— EXERCISE DATA —
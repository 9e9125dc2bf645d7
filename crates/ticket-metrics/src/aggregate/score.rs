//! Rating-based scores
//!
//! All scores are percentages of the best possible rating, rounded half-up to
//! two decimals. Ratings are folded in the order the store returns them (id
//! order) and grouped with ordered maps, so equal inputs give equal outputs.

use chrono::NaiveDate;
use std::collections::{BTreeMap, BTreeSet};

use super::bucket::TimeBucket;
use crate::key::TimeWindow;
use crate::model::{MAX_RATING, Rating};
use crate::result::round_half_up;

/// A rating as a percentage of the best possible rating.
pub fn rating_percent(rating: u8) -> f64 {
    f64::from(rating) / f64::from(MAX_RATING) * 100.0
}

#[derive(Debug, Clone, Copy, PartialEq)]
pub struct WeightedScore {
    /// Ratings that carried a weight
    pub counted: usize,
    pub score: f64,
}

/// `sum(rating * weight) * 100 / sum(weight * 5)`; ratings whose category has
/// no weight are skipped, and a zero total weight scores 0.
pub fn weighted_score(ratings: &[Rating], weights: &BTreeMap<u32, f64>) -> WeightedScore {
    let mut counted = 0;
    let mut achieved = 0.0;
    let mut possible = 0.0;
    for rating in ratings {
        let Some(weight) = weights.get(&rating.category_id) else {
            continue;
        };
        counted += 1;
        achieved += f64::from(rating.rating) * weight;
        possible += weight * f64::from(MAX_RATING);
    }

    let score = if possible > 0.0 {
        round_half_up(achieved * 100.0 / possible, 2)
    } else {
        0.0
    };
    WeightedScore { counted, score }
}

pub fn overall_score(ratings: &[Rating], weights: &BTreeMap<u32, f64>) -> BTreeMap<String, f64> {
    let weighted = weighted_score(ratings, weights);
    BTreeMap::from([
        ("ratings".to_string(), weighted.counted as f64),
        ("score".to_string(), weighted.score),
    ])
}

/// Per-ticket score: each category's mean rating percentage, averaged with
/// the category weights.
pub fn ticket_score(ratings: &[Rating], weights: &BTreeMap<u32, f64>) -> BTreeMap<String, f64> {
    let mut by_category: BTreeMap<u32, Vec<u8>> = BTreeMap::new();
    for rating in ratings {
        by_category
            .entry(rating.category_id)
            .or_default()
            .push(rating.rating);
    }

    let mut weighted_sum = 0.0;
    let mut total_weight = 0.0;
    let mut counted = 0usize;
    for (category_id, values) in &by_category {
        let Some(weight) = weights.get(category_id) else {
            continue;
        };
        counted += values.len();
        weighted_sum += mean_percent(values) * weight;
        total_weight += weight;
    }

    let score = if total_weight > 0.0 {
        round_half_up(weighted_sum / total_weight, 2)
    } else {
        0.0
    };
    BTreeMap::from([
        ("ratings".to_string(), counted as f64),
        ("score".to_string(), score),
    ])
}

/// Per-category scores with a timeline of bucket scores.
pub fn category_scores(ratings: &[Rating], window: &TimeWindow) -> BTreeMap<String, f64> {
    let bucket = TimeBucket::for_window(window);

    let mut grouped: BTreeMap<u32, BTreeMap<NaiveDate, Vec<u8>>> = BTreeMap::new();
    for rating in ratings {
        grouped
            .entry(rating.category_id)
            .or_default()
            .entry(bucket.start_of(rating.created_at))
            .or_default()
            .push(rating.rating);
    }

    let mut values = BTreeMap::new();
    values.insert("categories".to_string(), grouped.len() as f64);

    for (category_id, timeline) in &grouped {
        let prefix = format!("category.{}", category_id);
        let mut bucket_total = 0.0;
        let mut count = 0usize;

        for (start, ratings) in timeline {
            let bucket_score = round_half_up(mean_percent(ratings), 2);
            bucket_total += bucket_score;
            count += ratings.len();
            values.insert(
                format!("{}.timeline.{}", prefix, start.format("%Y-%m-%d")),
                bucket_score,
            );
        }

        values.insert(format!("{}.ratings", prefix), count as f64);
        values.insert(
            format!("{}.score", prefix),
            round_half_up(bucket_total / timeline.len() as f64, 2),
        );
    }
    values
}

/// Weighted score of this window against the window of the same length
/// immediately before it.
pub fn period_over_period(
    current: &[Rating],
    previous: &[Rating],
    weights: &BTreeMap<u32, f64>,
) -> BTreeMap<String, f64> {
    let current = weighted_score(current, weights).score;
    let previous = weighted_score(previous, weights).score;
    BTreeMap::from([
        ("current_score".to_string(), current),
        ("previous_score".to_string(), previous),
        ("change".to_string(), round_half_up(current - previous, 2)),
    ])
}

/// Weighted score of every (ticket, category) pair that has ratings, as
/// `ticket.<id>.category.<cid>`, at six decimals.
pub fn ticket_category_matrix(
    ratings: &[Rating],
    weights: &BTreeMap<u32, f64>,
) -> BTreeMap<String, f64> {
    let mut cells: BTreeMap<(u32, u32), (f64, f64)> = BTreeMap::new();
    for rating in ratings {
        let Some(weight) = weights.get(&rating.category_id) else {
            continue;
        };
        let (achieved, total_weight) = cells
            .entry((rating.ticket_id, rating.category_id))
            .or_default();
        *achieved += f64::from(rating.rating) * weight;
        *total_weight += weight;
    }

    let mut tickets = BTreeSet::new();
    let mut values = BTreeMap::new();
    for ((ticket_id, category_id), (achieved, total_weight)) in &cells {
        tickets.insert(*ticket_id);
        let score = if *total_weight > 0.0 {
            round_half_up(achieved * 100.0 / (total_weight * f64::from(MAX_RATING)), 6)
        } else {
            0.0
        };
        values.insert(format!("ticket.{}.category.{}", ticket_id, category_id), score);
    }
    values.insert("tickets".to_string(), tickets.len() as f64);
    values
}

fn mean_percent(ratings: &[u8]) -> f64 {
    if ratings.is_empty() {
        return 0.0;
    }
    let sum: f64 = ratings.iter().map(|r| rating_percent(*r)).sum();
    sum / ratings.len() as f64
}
---
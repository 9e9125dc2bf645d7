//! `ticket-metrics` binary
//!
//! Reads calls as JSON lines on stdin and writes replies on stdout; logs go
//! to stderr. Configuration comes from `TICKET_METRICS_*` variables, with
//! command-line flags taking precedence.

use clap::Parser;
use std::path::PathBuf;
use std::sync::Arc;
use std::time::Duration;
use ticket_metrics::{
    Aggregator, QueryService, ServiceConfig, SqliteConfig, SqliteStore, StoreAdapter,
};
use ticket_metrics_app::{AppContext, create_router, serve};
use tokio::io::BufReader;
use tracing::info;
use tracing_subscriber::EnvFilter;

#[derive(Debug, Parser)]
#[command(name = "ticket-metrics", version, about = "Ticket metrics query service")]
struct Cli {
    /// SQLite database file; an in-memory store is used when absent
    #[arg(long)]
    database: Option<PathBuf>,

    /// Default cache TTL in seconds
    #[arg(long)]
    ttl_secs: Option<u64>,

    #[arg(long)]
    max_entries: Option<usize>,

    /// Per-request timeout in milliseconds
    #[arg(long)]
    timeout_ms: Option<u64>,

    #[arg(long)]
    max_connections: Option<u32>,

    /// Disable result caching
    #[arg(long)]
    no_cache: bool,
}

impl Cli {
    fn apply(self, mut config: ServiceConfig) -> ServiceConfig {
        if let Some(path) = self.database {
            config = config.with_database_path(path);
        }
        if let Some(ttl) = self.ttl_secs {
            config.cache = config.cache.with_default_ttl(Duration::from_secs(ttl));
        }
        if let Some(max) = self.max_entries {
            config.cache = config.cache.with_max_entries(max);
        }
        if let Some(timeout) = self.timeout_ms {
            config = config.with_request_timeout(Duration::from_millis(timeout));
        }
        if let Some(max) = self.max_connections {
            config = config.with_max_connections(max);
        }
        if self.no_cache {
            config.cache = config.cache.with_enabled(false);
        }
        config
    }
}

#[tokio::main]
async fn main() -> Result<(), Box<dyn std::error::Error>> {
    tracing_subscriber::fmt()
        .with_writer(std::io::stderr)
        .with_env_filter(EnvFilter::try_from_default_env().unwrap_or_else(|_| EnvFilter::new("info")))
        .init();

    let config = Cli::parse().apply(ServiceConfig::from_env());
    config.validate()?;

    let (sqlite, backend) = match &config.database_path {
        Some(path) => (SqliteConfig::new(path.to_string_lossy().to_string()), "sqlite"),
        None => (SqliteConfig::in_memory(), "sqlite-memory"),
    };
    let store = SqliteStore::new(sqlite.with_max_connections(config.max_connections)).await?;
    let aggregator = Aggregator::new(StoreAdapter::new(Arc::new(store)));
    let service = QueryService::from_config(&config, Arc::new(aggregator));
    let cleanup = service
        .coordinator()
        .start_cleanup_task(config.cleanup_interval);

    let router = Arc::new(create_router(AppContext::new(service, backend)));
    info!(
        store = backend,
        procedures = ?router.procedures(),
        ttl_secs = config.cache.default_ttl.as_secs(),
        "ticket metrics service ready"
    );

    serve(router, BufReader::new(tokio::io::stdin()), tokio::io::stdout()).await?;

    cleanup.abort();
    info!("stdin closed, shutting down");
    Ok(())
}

— PROBLEM DETAILS —
For each line in the entries that contains the string "TimeWindow", make a copy.

— ANSWER TO THIS TASK —
use crate::key::TimeWindow;
pub fn category_scores(ratings: &[Rating], window: &TimeWindow) -> BTreeMap<String, f64> {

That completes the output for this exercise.